Aged 17, Scott began to travel the United States. He joined the Providence branch of the National Conjurers Association in December 1919, where he met Eddie McGuire, a fellow magician who became his promoter.

===Music career===
Scott gave up working with cards in 1924 to focus on his love of music. He played the steel guitar. He had been playing since 1912 and with the increased popularity of Hawaiian bands found more opportunities to play professionally. Teaching himself, with some help from Hawaiian entertainers playing American theaters, he began touring with a band and appearing in Hawaiian shows and a stock theatre company. He enjoyed writing music and wrote his own and that of other band members.

During these years Eddie McGuire had been in correspondence with T. Nelson Downs. He talked at length about the greatest cheat he, or anyone else, had ever come across. This cardsharp was a mysterious player named 'Scott'. These letters raise some questions, such as why in 1922 McGuire was still talking to Downs about 'second dealing' specifics having already met Scott who he had alluded to being an excellent second dealer. Around the time Scott was touring with his band McGuire also wrote Downs telling him that Scott performed his music just for the fun of it. In 1929 he talked of watching Scott hustling other players at a game in Block Island. It is suggested that McGuire was creating the Phantom legend from the very beginning, from getting information on the second deal and feeding it to Scott to maintaining the idea of a 'high class bootlegger' and professional cardsharp.

During this period Scott married his first wife, Edith Paulson. A showgirl at the Oxford Hotel, Worcester. Scott called her 'one of the prettiest girls in all the world". They had spent six years together before getting married. Unfortunately, like his father before him and his brother, he was "playing around", and the marriage did not last long.

===The Phantom of the Card table===
While Scott occupied himself with his music, McGuire had been spreading word to the magicians in New York about his other skills, claiming he knew a card cheater who could beat any of them. Eventually Downs asked McGuire to set up a demonstration, which was arranged for June 14, 1930. Scott made the trip largely as a favour to McGuire. A number of the most skilled card men of the era gathered in the home of Al Baker, including T. Nelson Downs, Cardini, and Max Holden. Scott proceeded to impress the group throughout the evening with his cardmanship skills, including advanced sleights, dealing poker hands and card cheating, including while blindfolded.

In the July 1930 issue of leading US conjuring journal, The Sphinx, Max Holden stated: "Without a doubt Walter Scott is the cleverest man with a pack of cards in the world." He also performed again for Cardini at his home, where a photo of 'The Phantom' with his hood still on was taken, most likely taken by Cardini himself. Walter Scott's reputation among the 'New York Inner Circle' was as the new 'king of cards'.

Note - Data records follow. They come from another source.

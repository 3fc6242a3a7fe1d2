//! Flotilla CLI entrypoint.
//!
//! This is the main entrypoint for the flotilla command-line tool.

use std::io::Write;
use std::path::Path;
use std::process::ExitCode;

use flotilla::cli::{Cli, Commands, OutputFormatter};
use flotilla::error::Result;
use flotilla::helm::HelmCli;
use flotilla::plan::{Plan, PlanParser, PlanValidator, ValidationReport};
use flotilla::planner::PlanExecutor;
use flotilla::reconciler::{ReconcileSummary, Reconciler};

use clap::Parser;
use tracing_subscriber::EnvFilter;

/// Main entrypoint.
fn main() -> ExitCode {
    let cli = Cli::parse();

    // Initialize logging
    init_logging(cli.verbose);

    match run(cli) {
        Ok(()) => ExitCode::SUCCESS,
        Err(e) => {
            eprintln!("Error: {e}");
            ExitCode::FAILURE
        }
    }
}

/// Initializes the logging system.
fn init_logging(verbose: bool) {
    let filter = if verbose {
        EnvFilter::new("debug")
    } else {
        EnvFilter::new("info")
    };

    tracing_subscriber::fmt()
        .with_env_filter(filter)
        .with_target(false)
        .with_writer(std::io::stderr)
        .init();
}

/// Dispatches the parsed command line.
fn run(cli: Cli) -> Result<()> {
    let formatter = OutputFormatter::new(cli.output);
    let helm = HelmCli::new().with_binary(cli.helm_bin);

    match cli.command {
        Commands::Validate { plan } => cmd_validate(&plan, &formatter),
        Commands::Plan { plan } => cmd_plan(&plan, &cli.namespaces, &helm, &formatter),
        Commands::Apply { plan, dry_run, yes } => cmd_apply(
            &plan,
            &cli.namespaces,
            &helm,
            dry_run,
            yes,
            cli.verbose,
            &formatter,
        ),
    }
}

/// Loads, conforms, and validates a plan document.
fn load_plan(path: &Path) -> Result<(Plan, ValidationReport)> {
    let plan = PlanParser::new().load_file(path)?;
    let report = PlanValidator::new().validate(&plan)?;
    Ok((plan, report))
}

/// Validate a plan document.
fn cmd_validate(path: &Path, formatter: &OutputFormatter) -> Result<()> {
    let (plan, report) = load_plan(path)?;

    eprintln!("{}", formatter.format_validation(&report));
    eprintln!(
        "Plan version '{}': {} namespace(s), {} release(s)",
        plan.version,
        plan.namespaces.len(),
        plan.release_count()
    );

    Ok(())
}

/// Display the operations a plan would apply, without executing.
fn cmd_plan(
    path: &Path,
    namespaces: &[String],
    helm: &HelmCli,
    formatter: &OutputFormatter,
) -> Result<()> {
    let (plan, _) = load_plan(path)?;

    let reconciler = Reconciler::new(&plan, helm).with_namespaces(namespaces.to_vec());
    let reconcile_plan = reconciler.plan_operations()?;

    eprintln!("{}", formatter.format_plan(&reconcile_plan));
    Ok(())
}

/// Apply a plan to the environment.
fn cmd_apply(
    path: &Path,
    namespaces: &[String],
    helm: &HelmCli,
    dry_run: bool,
    auto_approve: bool,
    verbose: bool,
    formatter: &OutputFormatter,
) -> Result<()> {
    let (plan, _) = load_plan(path)?;

    let reconciler = Reconciler::new(&plan, helm)
        .with_namespaces(namespaces.to_vec())
        .with_dry_run(dry_run);
    let reconcile_plan = reconciler.plan_operations()?;

    eprintln!("{}", formatter.format_plan(&reconcile_plan));

    if reconcile_plan.operations.is_empty() {
        return Ok(());
    }

    // Confirm
    if !auto_approve && !dry_run && !confirm("Apply these operations? [y/N]: ")? {
        eprintln!("Apply cancelled.");
        return Ok(());
    }

    // Command output goes to stderr only when verbose.
    let mut sink: Box<dyn Write> = if verbose {
        Box::new(std::io::stderr())
    } else {
        Box::new(std::io::sink())
    };

    let executor = PlanExecutor::new(helm).with_dry_run(dry_run);
    let report = executor.execute(&reconcile_plan.operations, &mut sink)?;

    let diff = &reconcile_plan.diff;
    let summary = ReconcileSummary {
        installed: diff.installs(),
        upgraded: diff.upgrades(),
        unchanged: diff.unchanged.len(),
        unmanaged: diff
            .unmanaged
            .iter()
            .map(flotilla::helm::DeployedRelease::qualified_name)
            .collect(),
        dry_run: report.dry_run,
    };
    eprintln!("{}", formatter.format_summary(&summary));

    Ok(())
}

/// Prompts for confirmation on stderr.
fn confirm(prompt: &str) -> Result<bool> {
    eprint!("{prompt}");
    std::io::stderr().flush()?;

    let mut input = String::new();
    std::io::stdin().read_line(&mut input)?;

    Ok(input.trim().eq_ignore_ascii_case("y"))
}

Scott was also sought after by Dai Vernon, one of the most skilled card manipulators in the history of conjuring, who had not himself been present for Scott's performance in New York performance, though it was described to him by his friend Eddie McLaughlin.

In 1931, McGuire released a collection of manuscripts involving aspects of Scott's work which became known as The Phantom of the Card Table. Around thirty copies were released, selling for up to $50 each (approx $500 in today's currency).

As time passed and secrets slowly leaked, McGuire grew frustrated with his declining control. Vernon dropped his interest in Scott for a while to find 'the center deal', and in 1932 he released the Twenty Dollar Manuscript, which contained a blindfolded poker routine, and the Vernon Automatic Second Deal.

===Later life===

In August 1956, aged 61, Scott was the headline act at the New England Magicians Convention, in the only convention lecture he ever gave.

Scott died on May 12, 1995, aged 99.